▶ **Stored data**:

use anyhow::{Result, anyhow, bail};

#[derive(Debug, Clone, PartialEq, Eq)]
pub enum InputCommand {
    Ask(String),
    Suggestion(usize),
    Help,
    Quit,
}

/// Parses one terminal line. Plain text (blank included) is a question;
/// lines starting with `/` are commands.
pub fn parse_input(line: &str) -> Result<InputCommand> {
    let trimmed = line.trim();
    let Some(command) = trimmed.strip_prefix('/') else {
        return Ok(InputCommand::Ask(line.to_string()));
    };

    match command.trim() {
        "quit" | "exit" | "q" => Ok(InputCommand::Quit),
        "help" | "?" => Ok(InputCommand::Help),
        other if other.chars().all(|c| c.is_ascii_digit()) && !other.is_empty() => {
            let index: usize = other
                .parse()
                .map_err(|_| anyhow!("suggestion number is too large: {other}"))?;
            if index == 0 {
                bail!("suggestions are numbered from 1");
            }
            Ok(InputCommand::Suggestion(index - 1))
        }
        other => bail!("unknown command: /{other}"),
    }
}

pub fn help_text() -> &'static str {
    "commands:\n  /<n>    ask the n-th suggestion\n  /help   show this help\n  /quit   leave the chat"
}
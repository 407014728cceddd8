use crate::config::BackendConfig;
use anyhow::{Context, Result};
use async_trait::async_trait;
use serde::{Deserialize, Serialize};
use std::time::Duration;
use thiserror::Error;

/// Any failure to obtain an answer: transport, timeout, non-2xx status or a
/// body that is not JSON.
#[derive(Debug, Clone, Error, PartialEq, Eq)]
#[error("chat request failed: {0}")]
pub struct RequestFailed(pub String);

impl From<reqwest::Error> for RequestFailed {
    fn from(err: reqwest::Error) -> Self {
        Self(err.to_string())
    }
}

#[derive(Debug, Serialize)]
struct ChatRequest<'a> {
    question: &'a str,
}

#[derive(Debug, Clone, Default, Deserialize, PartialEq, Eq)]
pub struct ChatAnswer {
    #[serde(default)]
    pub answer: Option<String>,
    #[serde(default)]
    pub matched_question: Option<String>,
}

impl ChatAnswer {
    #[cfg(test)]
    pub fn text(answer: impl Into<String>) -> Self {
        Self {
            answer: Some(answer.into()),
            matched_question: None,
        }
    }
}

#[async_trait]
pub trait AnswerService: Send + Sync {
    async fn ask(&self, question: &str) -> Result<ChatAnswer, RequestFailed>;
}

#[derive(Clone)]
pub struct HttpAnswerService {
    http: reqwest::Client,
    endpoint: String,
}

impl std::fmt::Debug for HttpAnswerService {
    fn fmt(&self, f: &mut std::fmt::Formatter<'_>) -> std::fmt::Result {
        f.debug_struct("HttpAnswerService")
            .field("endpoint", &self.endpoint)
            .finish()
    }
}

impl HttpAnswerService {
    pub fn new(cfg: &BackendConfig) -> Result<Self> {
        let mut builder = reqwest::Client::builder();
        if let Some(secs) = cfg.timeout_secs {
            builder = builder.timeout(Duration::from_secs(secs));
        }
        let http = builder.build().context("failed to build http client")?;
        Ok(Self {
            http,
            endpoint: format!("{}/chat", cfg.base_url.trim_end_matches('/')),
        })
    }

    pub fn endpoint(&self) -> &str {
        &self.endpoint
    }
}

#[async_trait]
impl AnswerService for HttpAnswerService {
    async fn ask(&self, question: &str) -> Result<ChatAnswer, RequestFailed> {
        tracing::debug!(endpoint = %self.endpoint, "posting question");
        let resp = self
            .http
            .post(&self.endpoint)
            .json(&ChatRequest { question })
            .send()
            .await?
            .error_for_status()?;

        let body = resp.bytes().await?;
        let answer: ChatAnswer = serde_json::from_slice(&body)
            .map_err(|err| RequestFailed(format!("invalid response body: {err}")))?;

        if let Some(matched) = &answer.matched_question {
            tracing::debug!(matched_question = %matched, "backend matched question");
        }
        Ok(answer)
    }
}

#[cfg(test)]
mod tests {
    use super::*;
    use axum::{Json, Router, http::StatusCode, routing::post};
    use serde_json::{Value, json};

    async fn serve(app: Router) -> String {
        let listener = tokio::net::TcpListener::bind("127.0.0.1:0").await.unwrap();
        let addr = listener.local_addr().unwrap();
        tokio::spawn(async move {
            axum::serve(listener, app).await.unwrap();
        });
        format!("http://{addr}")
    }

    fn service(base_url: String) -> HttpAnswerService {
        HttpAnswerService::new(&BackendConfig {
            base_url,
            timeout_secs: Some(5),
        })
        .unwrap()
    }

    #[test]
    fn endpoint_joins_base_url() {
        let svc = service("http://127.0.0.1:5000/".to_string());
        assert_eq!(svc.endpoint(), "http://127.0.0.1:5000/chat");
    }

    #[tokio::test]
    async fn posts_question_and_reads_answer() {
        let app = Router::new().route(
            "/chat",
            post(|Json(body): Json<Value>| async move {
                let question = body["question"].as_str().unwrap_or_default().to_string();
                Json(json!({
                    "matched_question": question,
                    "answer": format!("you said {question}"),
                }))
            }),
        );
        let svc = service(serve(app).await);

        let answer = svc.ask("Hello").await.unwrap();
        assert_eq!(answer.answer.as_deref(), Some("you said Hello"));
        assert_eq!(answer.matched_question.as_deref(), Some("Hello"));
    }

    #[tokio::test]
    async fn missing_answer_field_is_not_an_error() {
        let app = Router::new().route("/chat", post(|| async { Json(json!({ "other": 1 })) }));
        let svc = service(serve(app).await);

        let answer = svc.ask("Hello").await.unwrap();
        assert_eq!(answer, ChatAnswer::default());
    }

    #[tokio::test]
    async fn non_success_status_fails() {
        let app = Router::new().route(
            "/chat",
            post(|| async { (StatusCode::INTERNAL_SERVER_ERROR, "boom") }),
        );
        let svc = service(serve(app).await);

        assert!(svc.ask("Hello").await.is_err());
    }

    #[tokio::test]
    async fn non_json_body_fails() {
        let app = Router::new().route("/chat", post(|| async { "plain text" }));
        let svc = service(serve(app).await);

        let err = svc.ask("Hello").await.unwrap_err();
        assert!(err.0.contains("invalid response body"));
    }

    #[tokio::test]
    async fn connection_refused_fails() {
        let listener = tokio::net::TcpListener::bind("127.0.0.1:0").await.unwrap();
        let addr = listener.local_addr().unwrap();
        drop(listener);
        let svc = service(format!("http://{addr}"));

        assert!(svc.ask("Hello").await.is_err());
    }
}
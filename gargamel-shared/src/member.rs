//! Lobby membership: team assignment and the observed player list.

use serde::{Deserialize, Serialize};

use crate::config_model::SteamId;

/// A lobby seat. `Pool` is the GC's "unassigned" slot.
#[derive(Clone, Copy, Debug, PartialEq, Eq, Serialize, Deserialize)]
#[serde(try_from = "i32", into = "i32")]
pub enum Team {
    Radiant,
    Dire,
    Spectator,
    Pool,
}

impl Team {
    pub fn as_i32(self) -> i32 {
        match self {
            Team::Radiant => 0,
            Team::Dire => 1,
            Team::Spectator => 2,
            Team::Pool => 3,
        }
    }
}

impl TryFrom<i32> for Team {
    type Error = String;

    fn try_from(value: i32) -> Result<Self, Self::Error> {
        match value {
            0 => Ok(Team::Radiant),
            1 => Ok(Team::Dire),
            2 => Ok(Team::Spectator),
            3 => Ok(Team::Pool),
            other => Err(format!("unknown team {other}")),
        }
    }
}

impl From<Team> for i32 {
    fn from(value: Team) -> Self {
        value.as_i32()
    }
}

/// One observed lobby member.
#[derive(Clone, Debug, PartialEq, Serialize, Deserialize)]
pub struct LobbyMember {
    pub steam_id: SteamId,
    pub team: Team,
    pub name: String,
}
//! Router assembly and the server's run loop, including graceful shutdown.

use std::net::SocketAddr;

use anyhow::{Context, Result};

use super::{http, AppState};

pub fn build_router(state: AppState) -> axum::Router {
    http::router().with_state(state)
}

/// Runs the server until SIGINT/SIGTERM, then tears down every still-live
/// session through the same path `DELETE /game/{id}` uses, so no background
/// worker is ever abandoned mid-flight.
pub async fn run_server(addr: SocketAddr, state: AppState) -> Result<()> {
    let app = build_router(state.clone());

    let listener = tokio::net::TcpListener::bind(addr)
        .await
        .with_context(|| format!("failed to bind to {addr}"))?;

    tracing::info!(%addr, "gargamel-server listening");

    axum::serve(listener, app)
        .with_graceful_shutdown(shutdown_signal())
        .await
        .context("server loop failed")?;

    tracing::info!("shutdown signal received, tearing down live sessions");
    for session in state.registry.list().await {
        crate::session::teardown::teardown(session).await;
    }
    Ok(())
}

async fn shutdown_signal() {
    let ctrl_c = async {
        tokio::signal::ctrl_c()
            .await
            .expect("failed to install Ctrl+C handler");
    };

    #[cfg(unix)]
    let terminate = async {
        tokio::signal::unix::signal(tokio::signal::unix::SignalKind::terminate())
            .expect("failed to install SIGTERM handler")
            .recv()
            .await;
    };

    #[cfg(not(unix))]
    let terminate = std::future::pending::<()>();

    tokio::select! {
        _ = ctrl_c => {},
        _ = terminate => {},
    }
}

▶ **Work request**: All lines in the listing above between the line with "ever abandoned mid-flight." and the line with "to install SIGTERM", inclusive, should be set down exactly, and no line outside that range.

▶ **Solution**:
/// worker is ever abandoned mid-flight.
pub async fn run_server(addr: SocketAddr, state: AppState) -> Result<()> {
    let app = build_router(state.clone());

    let listener = tokio::net::TcpListener::bind(addr)
        .await
        .with_context(|| format!("failed to bind to {addr}"))?;

    tracing::info!(%addr, "gargamel-server listening");

    axum::serve(listener, app)
        .with_graceful_shutdown(shutdown_signal())
        .await
        .context("server loop failed")?;

    tracing::info!("shutdown signal received, tearing down live sessions");
    for session in state.registry.list().await {
        crate::session::teardown::teardown(session).await;
    }
    Ok(())
}

async fn shutdown_signal() {
    let ctrl_c = async {
        tokio::signal::ctrl_c()
            .await
            .expect("failed to install Ctrl+C handler");
    };

    #[cfg(unix)]
    let terminate = async {
        tokio::signal::unix::signal(tokio::signal::unix::SignalKind::terminate())
            .expect("failed to install SIGTERM handler")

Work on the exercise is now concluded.